//! Topics endpoint.

use actix_web::{web, HttpResponse};
use serde::Serialize;

use super::error::ApiResult;
use super::state::HttpState;
use crate::domain::Topic;

#[derive(Serialize)]
struct TopicDto {
    slug: String,
    description: String,
}

impl From<Topic> for TopicDto {
    fn from(topic: Topic) -> Self {
        Self {
            slug: topic.slug,
            description: topic.description,
        }
    }
}

#[derive(Serialize)]
struct TopicsEnvelope {
    topics: Vec<TopicDto>,
}

/// `GET /api/topics` — every topic, as `{"topics": [...]}`.
pub async fn list_topics(state: web::Data<HttpState>) -> ApiResult<HttpResponse> {
    let topics = state.topics.list_topics().await?;
    Ok(HttpResponse::Ok().json(TopicsEnvelope {
        topics: topics.into_iter().map(TopicDto::from).collect(),
    }))
}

....

PROBLEM TO WORK ON ▸
Report the number of lines in the listing that include the string "struct"; give nothing but the number.

FINAL ANSWER ▸
2